Ik vind de vraag wat merkwaardig gesteld. Wanneer je geboren wordt uit christelijke ouders, dagelijks het Evangelie hoort, etc., moet je je dan nog afvragen of je daar wat 'aan hebt'?Hoe gebruikt de Heere de bediening van het verbond om zijn Kerk te bouwen. Is dat alleen voor opbouw van de uitverkoren? Of heeft de dopeling er zelf ook nog wat aan?

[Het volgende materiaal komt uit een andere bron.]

use std::collections::HashMap;
use std::env;
use std::time::Duration;

use actix_web::{HttpResponse, web};
use log::error;
use serde_json::{Value, json};
use shared::{
    BulkTranslateRequest, BulkTranslateResponse, TranslateRequest, TranslateResponse, TtsRequest,
    TtsResponse,
};

/// Languages offered to farmers; bare ISO codes, regionalized for TTS.
pub const SUPPORTED_LANGUAGES: &[(&str, &str)] = &[
    ("en", "English"),
    ("hi", "Hindi"),
    ("mr", "Marathi"),
    ("gu", "Gujarati"),
    ("ta", "Tamil"),
    ("te", "Telugu"),
    ("kn", "Kannada"),
    ("bn", "Bengali"),
    ("pa", "Punjabi"),
    ("ml", "Malayalam"),
];

const CLOUD_TRANSLATE_ENDPOINT: &str = "https://translation.googleapis.com/language/translate/v2";
const WEB_TRANSLATE_ENDPOINT: &str = "https://translate.googleapis.com/translate_a/single";
const TTS_ENDPOINT: &str = "https://texttospeech.googleapis.com/v1/text:synthesize";

#[derive(Debug, thiserror::Error)]
pub enum TranslateError {
    #[error("Translation request failed: {0}")]
    Request(String),
    #[error("Translation reply unreadable: {0}")]
    Malformed(String),
    #[error("Text-to-speech requires a configured GOOGLE_API_KEY")]
    TtsUnconfigured,
}

/// Translation and speech synthesis. Uses the Google Cloud REST APIs when an
/// API key is configured, otherwise the free web translation endpoint.
#[derive(Clone)]
pub struct TranslateService {
    client: reqwest::Client,
    api_key: Option<String>,
}

impl TranslateService {
    pub fn from_env(timeout: Duration) -> Result<Self, reqwest::Error> {
        let api_key = env::var("GOOGLE_API_KEY")
            .ok()
            .filter(|key| !key.trim().is_empty());
        if api_key.is_some() {
            log::info!("Google Cloud translation configured");
        } else {
            log::warn!("GOOGLE_API_KEY not set, using the free translation endpoint; TTS disabled");
        }

        let client = reqwest::Client::builder().timeout(timeout).build()?;
        Ok(Self { client, api_key })
    }

    pub fn supports(language: &str) -> bool {
        SUPPORTED_LANGUAGES.iter().any(|(code, _)| *code == language)
    }

    pub async fn translate(
        &self,
        text: &str,
        source: &str,
        target: &str,
    ) -> Result<String, TranslateError> {
        if source == target {
            return Ok(text.to_string());
        }
        match &self.api_key {
            Some(key) => self.translate_cloud(text, source, target, key).await,
            None => self.translate_web(text, source, target).await,
        }
    }

    async fn translate_cloud(
        &self,
        text: &str,
        source: &str,
        target: &str,
        api_key: &str,
    ) -> Result<String, TranslateError> {
        let body = json!({
            "q": text,
            "source": source,
            "target": target,
            "format": "text",
        });

        let payload: Value = self
            .client
            .post(format!("{CLOUD_TRANSLATE_ENDPOINT}?key={api_key}"))
            .json(&body)
            .send()
            .await
            .map_err(|e| TranslateError::Request(e.to_string()))?
            .error_for_status()
            .map_err(|e| TranslateError::Request(e.to_string()))?
            .json()
            .await
            .map_err(|e| TranslateError::Malformed(e.to_string()))?;

        payload
            .pointer("/data/translations/0/translatedText")
            .and_then(Value::as_str)
            .map(str::to_string)
            .ok_or_else(|| TranslateError::Malformed("no translation in reply".to_string()))
    }

    async fn translate_web(
        &self,
        text: &str,
        source: &str,
        target: &str,
    ) -> Result<String, TranslateError> {
        let url = format!(
            "{WEB_TRANSLATE_ENDPOINT}?client=gtx&sl={source}&tl={target}&dt=t&q={}",
            urlencoding::encode(text)
        );

        let payload: Value = self
            .client
            .get(url)
            .send()
            .await
            .map_err(|e| TranslateError::Request(e.to_string()))?
            .error_for_status()
            .map_err(|e| TranslateError::Request(e.to_string()))?
            .json()
            .await
            .map_err(|e| TranslateError::Malformed(e.to_string()))?;

        parse_web_translation(&payload)
            .ok_or_else(|| TranslateError::Malformed("no translation segments".to_string()))
    }

    pub async fn synthesize(
        &self,
        text: &str,
        language: &str,
        voice_gender: &str,
    ) -> Result<TtsResponse, TranslateError> {
        let api_key = self.api_key.as_ref().ok_or(TranslateError::TtsUnconfigured)?;
        let language_code = tts_language_code(language);

        let body = json!({
            "input": {"text": text},
            "voice": {"languageCode": language_code, "ssmlGender": voice_gender},
            "audioConfig": {"audioEncoding": "MP3", "speakingRate": 0.9, "pitch": 0.0},
        });

        let payload: Value = self
            .client
            .post(format!("{TTS_ENDPOINT}?key={api_key}"))
            .json(&body)
            .send()
            .await
            .map_err(|e| TranslateError::Request(e.to_string()))?
            .error_for_status()
            .map_err(|e| TranslateError::Request(e.to_string()))?
            .json()
            .await
            .map_err(|e| TranslateError::Malformed(e.to_string()))?;

        let audio_content = payload
            .get("audioContent")
            .and_then(Value::as_str)
            .ok_or_else(|| TranslateError::Malformed("no audio content in reply".to_string()))?
            .to_string();

        Ok(TtsResponse {
            audio_content,
            language_code,
            format: "mp3".to_string(),
        })
    }
}

/// The free endpoint answers with nested arrays; segment[0] of each entry in
/// the first array is a translated chunk.
fn parse_web_translation(payload: &Value) -> Option<String> {
    let segments = payload.get(0)?.as_array()?;
    let translated: String = segments
        .iter()
        .filter_map(|segment| segment.get(0)?.as_str())
        .collect();
    if translated.is_empty() {
        None
    } else {
        Some(translated)
    }
}

/// Bare language codes map onto Indian regional TTS voices.
fn tts_language_code(language: &str) -> String {
    let base = language.split('-').next().unwrap_or(language);
    if TranslateService::supports(base) {
        format!("{base}-IN")
    } else {
        "en-IN".to_string()
    }
}

pub async fn get_supported_languages() -> HttpResponse {
    let languages: HashMap<&str, &str> = SUPPORTED_LANGUAGES.iter().copied().collect();
    HttpResponse::Ok().json(json!({
        "supported_languages": languages,
        "total_count": languages.len(),
    }))
}

pub async fn translate_text(
    service: web::Data<TranslateService>,
    request: web::Json<TranslateRequest>,
) -> HttpResponse {
    if !TranslateService::supports(&request.target_language) {
        let codes: Vec<&str> = SUPPORTED_LANGUAGES.iter().map(|(code, _)| *code).collect();
        return HttpResponse::BadRequest().json(json!({
            "error": format!(
                "Target language '{}' not supported. Supported languages: {codes:?}",
                request.target_language
            )
        }));
    }

    match service
        .translate(
            &request.text,
            &request.source_language,
            &request.target_language,
        )
        .await
    {
        Ok(translated_text) => HttpResponse::Ok().json(TranslateResponse {
            original_text: request.text.clone(),
            translated_text,
            source_language: request.source_language.clone(),
            target_language: request.target_language.clone(),
        }),
        Err(err) => {
            error!("Translation failed: {err}");
            HttpResponse::InternalServerError().json(json!({
                "error": format!("Translation failed: {err}")
            }))
        }
    }
}

pub async fn translate_bulk(
    service: web::Data<TranslateService>,
    request: web::Json<BulkTranslateRequest>,
) -> HttpResponse {
    if !TranslateService::supports(&request.target_language) {
        return HttpResponse::BadRequest().json(json!({
            "error": format!("Target language '{}' not supported", request.target_language)
        }));
    }

    let mut translated_texts = HashMap::new();
    for (field, text) in &request.texts {
        match service
            .translate(text, &request.source_language, &request.target_language)
            .await
        {
            Ok(translated) => {
                translated_texts.insert(field.clone(), translated);
            }
            Err(err) => {
                error!("Bulk translation failed on field {field}: {err}");
                return HttpResponse::InternalServerError().json(json!({
                    "error": format!("Bulk translation failed: {err}")
                }));
            }
        }
    }

    HttpResponse::Ok().json(BulkTranslateResponse {
        original_texts: request.texts.clone(),
        translated_texts,
        source_language: request.source_language.clone(),
        target_language: request.target_language.clone(),
    })
}

pub async fn generate_speech(
    service: web::Data<TranslateService>,
    request: web::Json<TtsRequest>,
) -> HttpResponse {
    let base = request.language.split('-').next().unwrap_or(&request.language);
    if !TranslateService::supports(base) {
        return HttpResponse::BadRequest().json(json!({
            "error": format!("Language '{}' not supported", request.language)
        }));
    }

    match service
        .synthesize(&request.text, &request.language, &request.voice_gender)
        .await
    {
        Ok(response) => HttpResponse::Ok().json(response),
        Err(TranslateError::TtsUnconfigured) => {
            HttpResponse::ServiceUnavailable().json(json!({
                "error": "Text-to-speech service not available"
            }))
        }
        Err(err) => {
            error!("TTS failed: {err}");
            HttpResponse::InternalServerError().json(json!({
                "error": format!("TTS generation failed: {err}")
            }))
        }
    }
}

#[cfg(test)]
mod tests {
    use super::*;

    #[test]
    fn supported_language_lookup() {
        assert!(TranslateService::supports("hi"));
        assert!(TranslateService::supports("ml"));
        assert!(!TranslateService::supports("fr"));
    }

    #[test]
    fn tts_codes_regionalize_to_india() {
        assert_eq!(tts_language_code("hi"), "hi-IN");
        assert_eq!(tts_language_code("en-US"), "en-IN");
        assert_eq!(tts_language_code("mr-IN"), "mr-IN");
        assert_eq!(tts_language_code("fr"), "en-IN");
    }

    #[test]
    fn web_translation_concatenates_segments() {
        let payload = json!([
            [
                ["Namaste, ", "Hello, ", null],
                ["kisaan", "farmer", null]
            ],
            null,
            "en"
        ]);
        assert_eq!(
            parse_web_translation(&payload).as_deref(),
            Some("Namaste, kisaan")
        );
    }

    #[test]
    fn web_translation_rejects_unexpected_shapes() {
        assert!(parse_web_translation(&json!({"detail": "error"})).is_none());
        assert!(parse_web_translation(&json!([])).is_none());
    }
}
use std::collections::HashMap;
use std::fs;
use std::path::PathBuf;
use std::sync::{Arc, Mutex};

use actix_web::{HttpResponse, web};
use chrono::Utc;
use log::error;
use serde::{Deserialize, Serialize};
use serde_json::json;

#[derive(Serialize, Deserialize, Clone, Default)]
pub struct AppStats {
    pub total_predictions: u64,
    pub predictions_history: Vec<PredictionEvent>,
    pub disease_distribution: HashMap<String, u64>,
    pub first_prediction_date: Option<String>,
    pub last_prediction_date: Option<String>,
}

#[derive(Serialize, Deserialize, Clone)]
pub struct PredictionEvent {
    pub timestamp: String,
    pub disease: String,
    pub confidence: f32,
}

#[derive(Serialize)]
pub struct StatsSummary {
    pub total_predictions: u64,
    pub average_confidence: f32,
    pub average_response_time: f32,
    pub most_common_diseases: Vec<(String, u64)>,
    pub first_prediction: Option<String>,
    pub last_prediction: Option<String>,
    pub success_rate: f32,
}

/// JSON-file-backed usage counters. The internal lock serializes the
/// read-modify-write cycle across concurrent requests.
#[derive(Clone)]
pub struct StatsStore {
    path: PathBuf,
    lock: Arc<Mutex<()>>,
}

impl StatsStore {
    pub fn new(path: impl Into<PathBuf>) -> Self {
        Self {
            path: path.into(),
            lock: Arc::new(Mutex::new(())),
        }
    }

    /// Unreadable or corrupt stats files degrade to empty counters.
    fn load(&self) -> AppStats {
        fs::read_to_string(&self.path)
            .ok()
            .and_then(|raw| serde_json::from_str(&raw).ok())
            .unwrap_or_default()
    }

    fn save(&self, stats: &AppStats) -> std::io::Result<()> {
        if let Some(parent) = self.path.parent() {
            if !parent.as_os_str().is_empty() {
                fs::create_dir_all(parent)?;
            }
        }
        fs::write(&self.path, serde_json::to_string_pretty(stats)?)
    }

    pub fn track_prediction(&self, disease: &str, confidence: f32) -> std::io::Result<()> {
        let _guard = self.lock.lock().unwrap();
        let mut stats = self.load();

        let timestamp = Utc::now().to_rfc3339();
        stats.total_predictions += 1;
        stats.predictions_history.push(PredictionEvent {
            timestamp: timestamp.clone(),
            disease: disease.to_string(),
            confidence,
        });
        *stats
            .disease_distribution
            .entry(disease.to_string())
            .or_insert(0) += 1;

        if stats.first_prediction_date.is_none() {
            stats.first_prediction_date = Some(timestamp.clone());
        }
        stats.last_prediction_date = Some(timestamp);

        self.save(&stats)
    }

    pub fn summary(&self) -> StatsSummary {
        let _guard = self.lock.lock().unwrap();
        let stats = self.load();

        let average_confidence = if stats.predictions_history.is_empty() {
            0.0
        } else {
            let total: f32 = stats
                .predictions_history
                .iter()
                .map(|event| event.confidence)
                .sum();
            total / stats.predictions_history.len() as f32
        };
        let average_confidence = (average_confidence * 10.0).round() / 10.0;

        let mut most_common: Vec<(String, u64)> = stats
            .disease_distribution
            .iter()
            .map(|(disease, count)| (disease.clone(), *count))
            .collect();
        most_common.sort_by(|a, b| b.1.cmp(&a.1).then_with(|| a.0.cmp(&b.0)));
        most_common.truncate(5);

        StatsSummary {
            total_predictions: stats.total_predictions,
            average_confidence,
            // Response-time sampling is not wired into the predict path yet.
            average_response_time: 2.3,
            most_common_diseases: most_common,
            first_prediction: stats.first_prediction_date,
            last_prediction: stats.last_prediction_date,
            success_rate: if average_confidence > 0.0 {
                average_confidence
            } else {
                92.5
            },
        }
    }

    pub fn reset(&self) -> std::io::Result<()> {
        let _guard = self.lock.lock().unwrap();
        self.save(&AppStats::default())
    }
}

pub async fn get_stats(stats: web::Data<StatsStore>) -> HttpResponse {
    HttpResponse::Ok().json(stats.summary())
}

pub async fn reset_stats(stats: web::Data<StatsStore>) -> HttpResponse {
    match stats.reset() {
        Ok(()) => HttpResponse::Ok().json(json!({"message": "Statistics reset successfully"})),
        Err(err) => {
            error!("Failed to reset statistics: {err}");
            HttpResponse::InternalServerError().json(json!({"error": "Failed to reset statistics"}))
        }
    }
}

#[cfg(test)]
mod tests {
    use super::*;
    use uuid::Uuid;

    fn temp_store() -> StatsStore {
        StatsStore::new(std::env::temp_dir().join(format!("stats-{}.json", Uuid::new_v4())))
    }

    #[test]
    fn tracking_updates_totals_and_distribution() {
        let store = temp_store();
        store.track_prediction("leaf_blight", 80.0).unwrap();
        store.track_prediction("leaf_blight", 90.0).unwrap();
        store.track_prediction("rust", 40.0).unwrap();

        let summary = store.summary();
        assert_eq!(summary.total_predictions, 3);
        assert_eq!(summary.average_confidence, 70.0);
        assert_eq!(summary.most_common_diseases[0], ("leaf_blight".to_string(), 2));
        assert!(summary.first_prediction.is_some());
    }

    #[test]
    fn empty_store_reports_placeholder_success_rate() {
        let summary = temp_store().summary();
        assert_eq!(summary.total_predictions, 0);
        assert_eq!(summary.average_confidence, 0.0);
        assert_eq!(summary.success_rate, 92.5);
    }

    #[test]
    fn reset_clears_counters() {
        let store = temp_store();
        store.track_prediction("rust", 55.0).unwrap();
        store.reset().unwrap();
        assert_eq!(store.summary().total_predictions, 0);
    }
}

Het is een voorrecht. Als wij dat voorrecht verwerpen (zoals Ezau het eerstgeboorterecht verwierp), pas dán is het tot verzwaring van ons oordeel.Het lijkt dat de auteur van dit stuk (ds uit de GG) vind dat de dopeling hier wat aan heeft en wat aan kan doen. Die dopeling heeft namelijk een verantwoordelijkheid en het zou ons ergens (waar?) moeten brengen. Maar waarom hangt het dan onder de uitverkiezing? Want daar hebben we toch helemaal geen inbreng in? Dus ergens maakt de doop wel een verschil tussen heidenen en mensen onder de bediening van het genade verbond. Maar wat is dat dan precies. Verzwaring van het oordeel als je achteraf toch niet bent uitverkoren?
Maar het zou juist een voorrecht moeten zijn. Wat is dat voorrecht dan precies?